* Your instructions *
From the entries, copy each line that includes "return".

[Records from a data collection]
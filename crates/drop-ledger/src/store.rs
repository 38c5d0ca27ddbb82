//! Durable storage for the ledger and team totals.
//!
//! The two records live in separate JSON files so each can be read on its
//! own, but they are written as a pair: each file goes to a temporary sibling
//! that is synced and then renamed over the target, ledger first. Both
//! records carry the same generation number, so a crash between the two
//! renames shows up on the next load as a generation mismatch and the totals
//! are rebuilt from the ledger.
//!
//! Files without a generation, the bare maps written by earlier versions of the
//! bot, are accepted as-is.

use serde::{Deserialize, Serialize};
use std::fs::{self, File};
use std::io::{BufWriter, Write};
use std::path::{Path, PathBuf};
use tracing::debug;

use crate::ledger::{Ledger, LedgerState, TeamTotals};

/// State as read back from storage, before consistency checks.
#[derive(Debug, Clone, Default, PartialEq)]
pub struct StoredState {
    pub ledger: Ledger,
    pub totals: TeamTotals,
    /// `None` when the ledger record is absent or unversioned
    pub ledger_generation: Option<u64>,
    /// `None` when the totals record is absent or unversioned
    pub totals_generation: Option<u64>,
    pub ledger_present: bool,
    pub totals_present: bool,
}

impl StoredState {
    /// True when both records come from the same write.
    ///
    /// A pair with only one record present is never consistent, whatever its
    /// generation.
    pub fn is_consistent(&self) -> bool {
        self.ledger_present == self.totals_present
            && self.ledger_generation == self.totals_generation
    }

    /// Highest generation seen in either record.
    pub fn generation(&self) -> u64 {
        self.ledger_generation
            .max(self.totals_generation)
            .unwrap_or(0)
    }
}

/// Persistence backend for the scoring engine.
pub trait Store: Send + Sync {
    /// Reads both records. Absent records load as empty, not as errors.
    fn load(&self) -> Result<StoredState, StoreError>;

    /// Writes both records so that a later load sees both or detects the gap.
    fn save(&mut self, state: &LedgerState) -> Result<(), StoreError>;
}

/// On-disk record: either versioned or a bare map.
#[derive(Debug, Deserialize)]
#[serde(untagged)]
enum Record<T> {
    Versioned { generation: u64, teams: T },
    Bare(T),
}

#[derive(Serialize)]
struct RecordRef<'a, T> {
    generation: u64,
    teams: &'a T,
}

/// Stores the ledger and totals as two JSON files.
#[derive(Debug, Clone)]
pub struct JsonFileStore {
    ledger_path: PathBuf,
    totals_path: PathBuf,
}

impl JsonFileStore {
    pub fn new(ledger_path: impl Into<PathBuf>, totals_path: impl Into<PathBuf>) -> Self {
        Self {
            ledger_path: ledger_path.into(),
            totals_path: totals_path.into(),
        }
    }

    /// Uses the default file names inside `dir`.
    pub fn in_dir(dir: &Path) -> Self {
        Self::new(
            dir.join("team_drop_counts.json"),
            dir.join("team_total_points.json"),
        )
    }

    pub fn ledger_path(&self) -> &Path {
        &self.ledger_path
    }

    pub fn totals_path(&self) -> &Path {
        &self.totals_path
    }
}

impl Store for JsonFileStore {
    fn load(&self) -> Result<StoredState, StoreError> {
        let (ledger, ledger_generation) = read_record::<Ledger>(&self.ledger_path)?;
        let (totals, totals_generation) = read_record::<TeamTotals>(&self.totals_path)?;
        Ok(StoredState {
            ledger_present: ledger.is_some(),
            totals_present: totals.is_some(),
            ledger: ledger.unwrap_or_default(),
            totals: totals.unwrap_or_default(),
            ledger_generation,
            totals_generation,
        })
    }

    fn save(&mut self, state: &LedgerState) -> Result<(), StoreError> {
        write_record(&self.ledger_path, state.generation, &state.ledger)?;
        write_record(&self.totals_path, state.generation, &state.totals)?;
        debug!(generation = state.generation, "Saved ledger and totals");
        Ok(())
    }
}

fn read_record<T>(path: &Path) -> Result<(Option<T>, Option<u64>), StoreError>
where
    T: for<'de> Deserialize<'de>,
{
    let content = match fs::read_to_string(path) {
        Ok(content) => content,
        Err(e) if e.kind() == std::io::ErrorKind::NotFound => return Ok((None, None)),
        Err(e) => return Err(StoreError::io(path, e)),
    };
    let record: Record<T> =
        serde_json::from_str(&content).map_err(|e| StoreError::json(path, e))?;
    Ok(match record {
        Record::Versioned { generation, teams } => (Some(teams), Some(generation)),
        Record::Bare(teams) => (Some(teams), None),
    })
}

fn write_record<T: Serialize>(path: &Path, generation: u64, teams: &T) -> Result<(), StoreError> {
    if let Some(parent) = path.parent().filter(|p| !p.as_os_str().is_empty()) {
        fs::create_dir_all(parent).map_err(|e| StoreError::io(parent, e))?;
    }

    let tmp_path = temp_path(path);
    let file = File::create(&tmp_path).map_err(|e| StoreError::io(&tmp_path, e))?;
    let mut writer = BufWriter::new(file);
    serde_json::to_writer_pretty(&mut writer, &RecordRef { generation, teams })
        .map_err(|e| StoreError::json(&tmp_path, e))?;
    writer.flush().map_err(|e| StoreError::io(&tmp_path, e))?;
    let file = writer
        .into_inner()
        .map_err(|e| StoreError::io(&tmp_path, e.into_error()))?;
    file.sync_all().map_err(|e| StoreError::io(&tmp_path, e))?;

    fs::rename(&tmp_path, path).map_err(|e| StoreError::io(path, e))
}

fn temp_path(path: &Path) -> PathBuf {
    let mut name = path.file_name().unwrap_or_default().to_os_string();
    name.push(".tmp");
    path.with_file_name(name)
}

/// Keeps the last saved state in memory. For tests and dry runs.
#[derive(Debug, Clone, Default)]
pub struct MemoryStore {
    saved: Option<LedgerState>,
    saves: u64,
    fail_writes: bool,
}

impl MemoryStore {
    pub fn new() -> Self {
        Self::default()
    }

    /// Starts from previously saved state.
    pub fn with_state(state: LedgerState) -> Self {
        Self {
            saved: Some(state),
            ..Self::default()
        }
    }

    /// Makes every subsequent save fail.
    pub fn failing() -> Self {
        Self {
            fail_writes: true,
            ..Self::default()
        }
    }

    pub fn set_fail_writes(&mut self, fail: bool) {
        self.fail_writes = fail;
    }

    pub fn saved(&self) -> Option<&LedgerState> {
        self.saved.as_ref()
    }

    /// Number of successful saves.
    pub fn save_count(&self) -> u64 {
        self.saves
    }
}

impl Store for MemoryStore {
    fn load(&self) -> Result<StoredState, StoreError> {
        Ok(match &self.saved {
            Some(state) => StoredState {
                ledger: state.ledger.clone(),
                totals: state.totals.clone(),
                ledger_generation: Some(state.generation),
                totals_generation: Some(state.generation),
                ledger_present: true,
                totals_present: true,
            },
            None => StoredState::default(),
        })
    }

    fn save(&mut self, state: &LedgerState) -> Result<(), StoreError> {
        if self.fail_writes {
            return Err(StoreError::Unavailable("memory store is read-only".to_string()));
        }
        self.saved = Some(state.clone());
        self.saves += 1;
        Ok(())
    }
}

/// Errors that can occur while reading or writing stored state.
#[derive(Debug, thiserror::Error)]
pub enum StoreError {
    #[error("I/O error on {path}: {source}")]
    Io {
        path: PathBuf,
        #[source]
        source: std::io::Error,
    },
    #[error("JSON error in {path}: {source}")]
    Json {
        path: PathBuf,
        #[source]
        source: serde_json::Error,
    },
    #[error("store unavailable: {0}")]
    Unavailable(String),
}

impl StoreError {
    fn io(path: &Path, source: std::io::Error) -> Self {
        StoreError::Io {
            path: path.to_path_buf(),
            source,
        }
    }

    fn json(path: &Path, source: serde_json::Error) -> Self {
        StoreError::Json {
            path: path.to_path_buf(),
            source,
        }
    }
}

#[cfg(test)]
mod tests {
    use super::*;
    use drop_types::{fixtures, TeamId};
    use rust_decimal::Decimal;
    use tempfile::tempdir;

    fn sample_state() -> LedgerState {
        let roster = fixtures::sample_roster();
        let mut state = LedgerState::empty(&roster);
        let zaros = TeamId::new("Team Zaros");
        state.ledger.increment(&zaros, "Zulrah", "Magic fang");
        state.totals.add(&zaros, Decimal::new(125, 1));
        state.generation = 3;
        state
    }

    #[test]
    fn test_missing_files_load_empty() {
        let dir = tempdir().unwrap();
        let store = JsonFileStore::in_dir(dir.path());

        let loaded = store.load().unwrap();
        assert_eq!(loaded, StoredState::default());
        assert!(loaded.is_consistent());
    }

    #[test]
    fn test_save_then_load() {
        let dir = tempdir().unwrap();
        let mut store = JsonFileStore::in_dir(dir.path());
        let state = sample_state();

        store.save(&state).unwrap();
        let loaded = store.load().unwrap();

        assert_eq!(loaded.ledger, state.ledger);
        assert_eq!(loaded.totals, state.totals);
        assert_eq!(loaded.generation(), 3);
        assert!(loaded.is_consistent());
    }

    #[test]
    fn test_no_temp_files_left_behind() {
        let dir = tempdir().unwrap();
        let mut store = JsonFileStore::in_dir(dir.path());
        store.save(&sample_state()).unwrap();

        let names: Vec<String> = fs::read_dir(dir.path())
            .unwrap()
            .map(|e| e.unwrap().file_name().to_string_lossy().into_owned())
            .collect();
        assert_eq!(names.len(), 2);
        assert!(names.iter().all(|n| !n.ends_with(".tmp")));
    }

    #[test]
    fn test_generation_mismatch_detected() {
        let dir = tempdir().unwrap();
        let mut store = JsonFileStore::in_dir(dir.path());
        let mut state = sample_state();
        store.save(&state).unwrap();

        // Simulate a crash after the ledger rename of the next save.
        state.generation = 4;
        write_record(store.ledger_path(), state.generation, &state.ledger).unwrap();

        let loaded = store.load().unwrap();
        assert!(!loaded.is_consistent());
        assert_eq!(loaded.generation(), 4);
    }

    #[test]
    fn test_loads_legacy_bare_maps() {
        let dir = tempdir().unwrap();
        fs::write(
            dir.path().join("team_drop_counts.json"),
            r#"{ "Team Zaros": { "Zulrah": { "Magic fang": 2 } }, "Team Bandos": {} }"#,
        )
        .unwrap();
        fs::write(
            dir.path().join("team_total_points.json"),
            r#"{ "Team Zaros": 15.0, "Team Bandos": 0 }"#,
        )
        .unwrap();

        let loaded = JsonFileStore::in_dir(dir.path()).load().unwrap();

        assert!(loaded.is_consistent());
        assert_eq!(loaded.ledger.count("Team Zaros", "Zulrah", "Magic fang"), 2);
        assert_eq!(loaded.totals.get("Team Zaros"), Decimal::from(15));
    }

    #[test]
    fn test_legacy_ledger_without_totals_is_inconsistent() {
        let dir = tempdir().unwrap();
        fs::write(
            dir.path().join("team_drop_counts.json"),
            r#"{ "Team Bandos": { "Vorkath": { "Draconic visage": 2 } } }"#,
        )
        .unwrap();

        let loaded = JsonFileStore::in_dir(dir.path()).load().unwrap();

        assert!(loaded.ledger_present);
        assert!(!loaded.totals_present);
        assert_eq!(loaded.ledger_generation, None);
        assert!(!loaded.is_consistent());
    }

    #[test]
    fn test_corrupt_file_is_an_error() {
        let dir = tempdir().unwrap();
        fs::write(dir.path().join("team_total_points.json"), "{ not json").unwrap();

        let err = JsonFileStore::in_dir(dir.path()).load().unwrap_err();
        assert!(matches!(err, StoreError::Json { .. }));
    }

    #[test]
    fn test_memory_store_failing() {
        let mut store = MemoryStore::failing();
        assert!(store.save(&sample_state()).is_err());
        assert_eq!(store.save_count(), 0);

        store.set_fail_writes(false);
        store.save(&sample_state()).unwrap();
        assert_eq!(store.saved().unwrap().generation, 3);
    }
}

* The answer *
        Err(e) if e.kind() == std::io::ErrorKind::NotFound => return Ok((None, None)),
        Err(e) => return Err(StoreError::io(path, e)),
            return Err(StoreError::Unavailable("memory store is read-only".to_string()));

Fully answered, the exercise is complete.